───── Dataset extract

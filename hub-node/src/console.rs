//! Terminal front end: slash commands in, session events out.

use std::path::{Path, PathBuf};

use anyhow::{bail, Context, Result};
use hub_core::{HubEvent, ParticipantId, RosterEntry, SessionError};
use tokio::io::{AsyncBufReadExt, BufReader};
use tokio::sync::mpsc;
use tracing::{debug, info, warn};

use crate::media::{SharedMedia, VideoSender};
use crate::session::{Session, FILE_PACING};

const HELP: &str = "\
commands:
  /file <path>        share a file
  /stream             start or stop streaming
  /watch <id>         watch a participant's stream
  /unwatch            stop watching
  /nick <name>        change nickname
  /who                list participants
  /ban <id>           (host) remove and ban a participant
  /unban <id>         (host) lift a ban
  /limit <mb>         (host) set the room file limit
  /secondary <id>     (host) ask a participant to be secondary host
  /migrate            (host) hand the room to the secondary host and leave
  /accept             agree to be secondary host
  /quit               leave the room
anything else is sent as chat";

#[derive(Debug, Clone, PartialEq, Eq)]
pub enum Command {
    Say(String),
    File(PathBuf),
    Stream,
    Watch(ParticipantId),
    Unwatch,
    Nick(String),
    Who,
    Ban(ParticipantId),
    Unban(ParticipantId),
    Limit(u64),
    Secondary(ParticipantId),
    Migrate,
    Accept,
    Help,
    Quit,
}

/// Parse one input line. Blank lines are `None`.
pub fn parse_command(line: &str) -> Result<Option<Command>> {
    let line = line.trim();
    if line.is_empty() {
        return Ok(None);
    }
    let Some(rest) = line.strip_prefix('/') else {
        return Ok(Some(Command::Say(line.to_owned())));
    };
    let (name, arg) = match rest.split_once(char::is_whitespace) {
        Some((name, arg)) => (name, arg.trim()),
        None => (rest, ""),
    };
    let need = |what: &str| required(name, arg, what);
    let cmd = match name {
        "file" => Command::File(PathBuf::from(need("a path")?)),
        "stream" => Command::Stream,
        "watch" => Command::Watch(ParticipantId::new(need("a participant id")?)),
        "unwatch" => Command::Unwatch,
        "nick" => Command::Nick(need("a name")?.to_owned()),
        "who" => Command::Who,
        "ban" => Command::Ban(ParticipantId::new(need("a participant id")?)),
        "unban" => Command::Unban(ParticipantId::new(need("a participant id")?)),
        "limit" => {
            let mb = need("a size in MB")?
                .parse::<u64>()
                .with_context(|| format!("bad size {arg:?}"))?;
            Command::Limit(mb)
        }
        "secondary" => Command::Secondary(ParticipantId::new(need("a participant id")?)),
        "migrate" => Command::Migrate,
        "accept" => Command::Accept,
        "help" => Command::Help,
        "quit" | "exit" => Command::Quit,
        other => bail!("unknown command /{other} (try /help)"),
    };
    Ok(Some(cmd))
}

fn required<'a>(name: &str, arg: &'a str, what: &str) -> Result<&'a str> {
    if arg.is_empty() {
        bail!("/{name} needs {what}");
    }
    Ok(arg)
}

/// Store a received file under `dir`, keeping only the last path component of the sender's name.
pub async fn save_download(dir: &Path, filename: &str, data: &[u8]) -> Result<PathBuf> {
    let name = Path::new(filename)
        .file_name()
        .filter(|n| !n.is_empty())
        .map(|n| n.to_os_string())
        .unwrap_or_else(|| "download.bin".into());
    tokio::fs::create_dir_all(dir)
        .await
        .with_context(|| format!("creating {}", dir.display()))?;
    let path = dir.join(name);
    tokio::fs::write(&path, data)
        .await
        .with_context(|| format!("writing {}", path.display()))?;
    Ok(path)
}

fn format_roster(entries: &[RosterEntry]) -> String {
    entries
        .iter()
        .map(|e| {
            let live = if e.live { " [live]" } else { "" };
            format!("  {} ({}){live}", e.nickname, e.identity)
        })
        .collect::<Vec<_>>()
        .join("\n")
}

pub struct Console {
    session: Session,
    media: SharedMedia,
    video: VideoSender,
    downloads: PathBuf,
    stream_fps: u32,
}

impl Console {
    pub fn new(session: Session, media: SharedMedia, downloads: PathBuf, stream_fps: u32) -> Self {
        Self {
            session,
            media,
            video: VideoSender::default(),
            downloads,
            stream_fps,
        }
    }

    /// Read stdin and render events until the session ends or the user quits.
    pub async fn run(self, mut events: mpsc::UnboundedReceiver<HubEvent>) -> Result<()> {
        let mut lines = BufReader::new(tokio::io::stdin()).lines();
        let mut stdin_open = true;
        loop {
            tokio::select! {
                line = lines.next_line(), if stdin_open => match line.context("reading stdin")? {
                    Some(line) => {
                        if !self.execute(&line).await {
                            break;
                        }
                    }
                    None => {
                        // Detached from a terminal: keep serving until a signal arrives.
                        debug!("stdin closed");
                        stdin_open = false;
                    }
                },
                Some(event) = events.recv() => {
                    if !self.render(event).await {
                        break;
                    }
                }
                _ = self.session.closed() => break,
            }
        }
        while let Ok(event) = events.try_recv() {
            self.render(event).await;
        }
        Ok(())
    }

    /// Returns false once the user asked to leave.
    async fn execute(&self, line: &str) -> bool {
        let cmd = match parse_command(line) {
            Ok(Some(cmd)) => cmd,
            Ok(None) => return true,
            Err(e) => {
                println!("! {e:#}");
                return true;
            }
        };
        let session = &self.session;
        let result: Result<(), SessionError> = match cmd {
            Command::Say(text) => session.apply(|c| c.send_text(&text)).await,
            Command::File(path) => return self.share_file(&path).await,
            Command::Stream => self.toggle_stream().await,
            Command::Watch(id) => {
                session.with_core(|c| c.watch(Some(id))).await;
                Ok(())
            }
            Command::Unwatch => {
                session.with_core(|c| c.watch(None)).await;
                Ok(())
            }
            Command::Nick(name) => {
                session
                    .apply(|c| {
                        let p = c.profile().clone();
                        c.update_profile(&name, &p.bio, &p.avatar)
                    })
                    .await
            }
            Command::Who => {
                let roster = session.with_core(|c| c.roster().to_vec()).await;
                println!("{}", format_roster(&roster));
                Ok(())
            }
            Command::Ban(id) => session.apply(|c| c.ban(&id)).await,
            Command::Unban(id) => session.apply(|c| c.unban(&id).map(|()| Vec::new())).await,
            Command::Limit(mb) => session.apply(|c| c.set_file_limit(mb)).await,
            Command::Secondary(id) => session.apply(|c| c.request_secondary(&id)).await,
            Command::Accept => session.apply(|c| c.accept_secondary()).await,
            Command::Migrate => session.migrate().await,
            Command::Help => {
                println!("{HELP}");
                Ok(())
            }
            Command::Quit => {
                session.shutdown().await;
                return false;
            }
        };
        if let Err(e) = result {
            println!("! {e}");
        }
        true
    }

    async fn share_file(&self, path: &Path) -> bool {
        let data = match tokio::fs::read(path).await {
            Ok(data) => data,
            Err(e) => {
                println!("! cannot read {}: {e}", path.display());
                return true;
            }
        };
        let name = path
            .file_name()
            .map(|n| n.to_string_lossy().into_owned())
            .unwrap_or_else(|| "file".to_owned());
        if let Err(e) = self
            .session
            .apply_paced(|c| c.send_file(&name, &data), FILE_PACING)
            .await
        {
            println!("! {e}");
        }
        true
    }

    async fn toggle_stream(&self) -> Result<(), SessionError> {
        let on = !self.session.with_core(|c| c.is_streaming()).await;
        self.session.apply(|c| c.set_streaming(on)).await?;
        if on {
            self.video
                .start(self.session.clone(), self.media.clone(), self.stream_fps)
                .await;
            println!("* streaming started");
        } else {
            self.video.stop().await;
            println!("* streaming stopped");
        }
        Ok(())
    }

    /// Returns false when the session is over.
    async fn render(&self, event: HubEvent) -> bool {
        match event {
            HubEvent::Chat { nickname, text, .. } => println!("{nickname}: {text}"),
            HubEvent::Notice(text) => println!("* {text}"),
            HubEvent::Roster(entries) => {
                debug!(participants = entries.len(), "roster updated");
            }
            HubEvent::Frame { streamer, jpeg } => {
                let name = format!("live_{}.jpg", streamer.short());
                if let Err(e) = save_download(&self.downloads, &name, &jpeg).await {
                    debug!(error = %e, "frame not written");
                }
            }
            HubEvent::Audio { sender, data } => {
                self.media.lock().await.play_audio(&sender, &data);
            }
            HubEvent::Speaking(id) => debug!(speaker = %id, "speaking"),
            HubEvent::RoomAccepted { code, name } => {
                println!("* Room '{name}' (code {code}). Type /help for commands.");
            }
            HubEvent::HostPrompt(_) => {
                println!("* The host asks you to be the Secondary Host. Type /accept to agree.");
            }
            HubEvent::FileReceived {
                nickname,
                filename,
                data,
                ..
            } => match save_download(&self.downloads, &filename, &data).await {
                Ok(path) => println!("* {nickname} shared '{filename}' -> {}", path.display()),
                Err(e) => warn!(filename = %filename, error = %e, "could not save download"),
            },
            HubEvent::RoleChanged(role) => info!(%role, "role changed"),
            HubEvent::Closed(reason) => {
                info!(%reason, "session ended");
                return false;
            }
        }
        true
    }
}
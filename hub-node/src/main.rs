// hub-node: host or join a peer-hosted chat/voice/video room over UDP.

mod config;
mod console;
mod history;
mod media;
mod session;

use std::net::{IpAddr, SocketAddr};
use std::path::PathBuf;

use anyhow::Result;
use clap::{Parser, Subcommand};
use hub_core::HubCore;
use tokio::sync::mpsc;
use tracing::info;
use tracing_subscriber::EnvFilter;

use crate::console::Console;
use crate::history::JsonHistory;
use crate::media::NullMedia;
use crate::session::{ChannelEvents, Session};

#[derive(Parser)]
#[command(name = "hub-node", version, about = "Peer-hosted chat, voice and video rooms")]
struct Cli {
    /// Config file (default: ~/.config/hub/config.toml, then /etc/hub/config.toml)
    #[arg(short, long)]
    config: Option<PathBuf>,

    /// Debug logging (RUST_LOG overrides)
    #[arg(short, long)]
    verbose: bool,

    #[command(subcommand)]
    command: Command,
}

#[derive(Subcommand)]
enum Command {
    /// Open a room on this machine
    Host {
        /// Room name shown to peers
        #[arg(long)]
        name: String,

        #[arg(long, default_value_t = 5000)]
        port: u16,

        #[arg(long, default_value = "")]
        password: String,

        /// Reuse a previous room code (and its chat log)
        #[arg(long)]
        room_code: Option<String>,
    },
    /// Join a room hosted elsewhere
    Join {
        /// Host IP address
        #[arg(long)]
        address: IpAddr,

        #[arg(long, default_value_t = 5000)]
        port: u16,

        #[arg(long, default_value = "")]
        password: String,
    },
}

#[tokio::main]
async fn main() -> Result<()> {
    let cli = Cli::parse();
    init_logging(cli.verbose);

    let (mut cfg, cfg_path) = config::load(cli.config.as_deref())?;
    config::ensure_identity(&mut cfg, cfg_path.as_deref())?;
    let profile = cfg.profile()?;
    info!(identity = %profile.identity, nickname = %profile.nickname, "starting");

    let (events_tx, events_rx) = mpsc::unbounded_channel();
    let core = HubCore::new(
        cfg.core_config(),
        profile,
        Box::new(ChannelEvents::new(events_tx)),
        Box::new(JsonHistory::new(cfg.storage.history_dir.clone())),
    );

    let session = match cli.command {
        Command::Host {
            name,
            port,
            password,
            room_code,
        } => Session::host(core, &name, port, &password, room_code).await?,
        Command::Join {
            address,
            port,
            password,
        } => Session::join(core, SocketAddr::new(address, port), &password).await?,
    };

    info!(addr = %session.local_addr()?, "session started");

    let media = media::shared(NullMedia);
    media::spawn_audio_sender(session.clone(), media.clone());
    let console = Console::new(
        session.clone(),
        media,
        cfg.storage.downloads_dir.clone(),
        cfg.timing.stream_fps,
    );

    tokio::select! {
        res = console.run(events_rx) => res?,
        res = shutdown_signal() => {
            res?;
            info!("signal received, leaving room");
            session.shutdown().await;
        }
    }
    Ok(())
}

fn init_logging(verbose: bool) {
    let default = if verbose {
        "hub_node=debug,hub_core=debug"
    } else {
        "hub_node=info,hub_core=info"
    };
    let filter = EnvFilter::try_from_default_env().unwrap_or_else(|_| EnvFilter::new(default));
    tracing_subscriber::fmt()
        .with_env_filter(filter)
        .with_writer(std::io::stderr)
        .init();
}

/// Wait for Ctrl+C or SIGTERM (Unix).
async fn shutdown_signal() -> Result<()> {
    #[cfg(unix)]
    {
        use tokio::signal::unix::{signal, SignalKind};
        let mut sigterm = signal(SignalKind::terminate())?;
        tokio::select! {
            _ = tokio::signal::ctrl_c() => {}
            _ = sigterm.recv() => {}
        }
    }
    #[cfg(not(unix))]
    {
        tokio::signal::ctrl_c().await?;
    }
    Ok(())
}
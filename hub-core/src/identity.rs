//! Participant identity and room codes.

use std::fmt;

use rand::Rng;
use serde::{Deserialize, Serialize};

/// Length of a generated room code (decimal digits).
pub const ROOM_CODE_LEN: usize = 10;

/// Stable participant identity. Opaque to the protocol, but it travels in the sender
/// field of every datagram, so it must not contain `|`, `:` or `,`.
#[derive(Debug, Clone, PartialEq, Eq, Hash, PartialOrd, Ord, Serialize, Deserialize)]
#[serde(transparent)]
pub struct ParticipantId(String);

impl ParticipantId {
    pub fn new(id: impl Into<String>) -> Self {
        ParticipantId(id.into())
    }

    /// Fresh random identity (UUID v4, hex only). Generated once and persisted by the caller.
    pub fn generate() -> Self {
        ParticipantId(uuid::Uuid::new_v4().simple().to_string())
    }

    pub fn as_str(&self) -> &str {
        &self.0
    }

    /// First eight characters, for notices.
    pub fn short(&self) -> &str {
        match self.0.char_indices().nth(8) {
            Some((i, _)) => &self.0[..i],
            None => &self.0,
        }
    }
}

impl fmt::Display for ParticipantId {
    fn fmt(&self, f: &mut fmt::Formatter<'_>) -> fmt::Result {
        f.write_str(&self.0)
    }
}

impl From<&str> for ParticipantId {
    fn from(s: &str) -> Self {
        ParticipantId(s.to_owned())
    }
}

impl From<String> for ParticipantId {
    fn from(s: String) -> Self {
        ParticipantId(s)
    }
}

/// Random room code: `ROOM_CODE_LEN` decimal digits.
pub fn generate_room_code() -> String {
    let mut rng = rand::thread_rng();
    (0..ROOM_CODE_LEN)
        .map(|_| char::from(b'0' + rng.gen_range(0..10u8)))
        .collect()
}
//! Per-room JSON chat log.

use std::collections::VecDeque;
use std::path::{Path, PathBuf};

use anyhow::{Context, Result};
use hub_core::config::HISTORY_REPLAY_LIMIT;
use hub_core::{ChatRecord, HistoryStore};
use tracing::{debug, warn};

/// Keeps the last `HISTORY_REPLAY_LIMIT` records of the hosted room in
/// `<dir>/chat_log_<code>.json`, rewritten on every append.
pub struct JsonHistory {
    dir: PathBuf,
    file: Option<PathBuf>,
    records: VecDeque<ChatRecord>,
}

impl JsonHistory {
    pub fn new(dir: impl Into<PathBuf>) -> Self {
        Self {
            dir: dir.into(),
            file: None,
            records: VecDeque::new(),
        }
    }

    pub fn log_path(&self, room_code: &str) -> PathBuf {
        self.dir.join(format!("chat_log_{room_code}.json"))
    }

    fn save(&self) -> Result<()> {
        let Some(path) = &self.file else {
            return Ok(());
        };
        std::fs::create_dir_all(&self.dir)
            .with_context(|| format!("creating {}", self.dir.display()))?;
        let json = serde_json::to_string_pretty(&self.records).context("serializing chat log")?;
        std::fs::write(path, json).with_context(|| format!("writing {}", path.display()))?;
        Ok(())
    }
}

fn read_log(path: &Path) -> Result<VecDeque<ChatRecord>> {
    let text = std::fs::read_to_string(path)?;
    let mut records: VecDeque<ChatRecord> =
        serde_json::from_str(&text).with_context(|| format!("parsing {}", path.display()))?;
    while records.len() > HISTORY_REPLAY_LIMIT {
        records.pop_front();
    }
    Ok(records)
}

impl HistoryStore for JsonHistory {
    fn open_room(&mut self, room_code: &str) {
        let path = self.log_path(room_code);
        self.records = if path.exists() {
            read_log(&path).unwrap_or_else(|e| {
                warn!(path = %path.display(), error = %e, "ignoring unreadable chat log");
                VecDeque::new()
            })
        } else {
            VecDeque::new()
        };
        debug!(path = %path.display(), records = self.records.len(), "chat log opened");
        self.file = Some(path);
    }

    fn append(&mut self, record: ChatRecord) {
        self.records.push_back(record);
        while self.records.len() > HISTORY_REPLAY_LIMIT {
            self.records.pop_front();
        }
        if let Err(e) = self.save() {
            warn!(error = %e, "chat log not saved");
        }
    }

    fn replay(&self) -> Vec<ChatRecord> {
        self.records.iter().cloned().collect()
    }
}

──────────

**Directions for this task:**
Show every line above where "None" is found.

**Answer to the problem:**
/// Parse one input line. Blank lines are `None`.
        return Ok(None);
        None => (rest, ""),
                    None => {
            Ok(None) => return true,
                session.with_core(|c| c.watch(None)).await;
            None => &self.0,
            file: None,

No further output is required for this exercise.